EXERCISE PROMPT:
Whenever a line below holds the word "Certify", count it; please give only the final number.

○ ○ ○ ○ ○ ○ ○

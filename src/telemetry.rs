use anyhow::Result;
use tracing_subscriber::{layer::SubscriberExt, util::SubscriberInitExt, EnvFilter};
use uuid::Uuid;

use crate::config::ObservabilityConfig;

/// Initialize structured logging on stderr.
///
/// `RUST_LOG` takes precedence over the configured level. JSON output carries
/// the current span and span list so workflow operations can be correlated.
pub fn init_telemetry(config: &ObservabilityConfig) -> Result<()> {
    let filter = EnvFilter::try_from_default_env()
        .or_else(|_| EnvFilter::try_new(&config.log_level))?;

    if config.json_logs {
        tracing_subscriber::registry()
            .with(
                tracing_subscriber::fmt::layer()
                    .json()
                    .with_current_span(true)
                    .with_span_list(true)
                    .with_writer(std::io::stderr),
            )
            .with(filter)
            .try_init()?;
    } else {
        tracing_subscriber::registry()
            .with(
                tracing_subscriber::fmt::layer()
                    .compact()
                    .with_target(false)
                    .with_writer(std::io::stderr),
            )
            .with(filter)
            .try_init()?;
    }

    tracing::debug!("Certify telemetry initialized");
    Ok(())
}

/// Generate a correlation ID for linking related operations
pub fn generate_correlation_id() -> String {
    Uuid::new_v4().to_string()
}

/// Create a span with common credentialing workflow attributes
pub fn create_workflow_span(
    operation: &str,
    npi: Option<&str>,
    correlation_id: Option<&str>,
) -> tracing::Span {
    tracing::info_span!(
        "credentialing_workflow",
        operation = operation,
        provider.npi = npi,
        correlation.id = correlation_id,
    )
}

/// Shutdown telemetry gracefully
pub fn shutdown_telemetry() {
    tracing::debug!("Certify telemetry shutdown complete");
}

#[cfg(test)]
mod tests {
    use super::*;

    #[test]
    fn test_correlation_ids_are_unique() {
        let a = generate_correlation_id();
        let b = generate_correlation_id();
        assert_ne!(a, b);
        assert!(Uuid::parse_str(&a).is_ok());
    }
}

○ ○ ○ ○ ○ ○ ○

YOUR SOLUTION:
2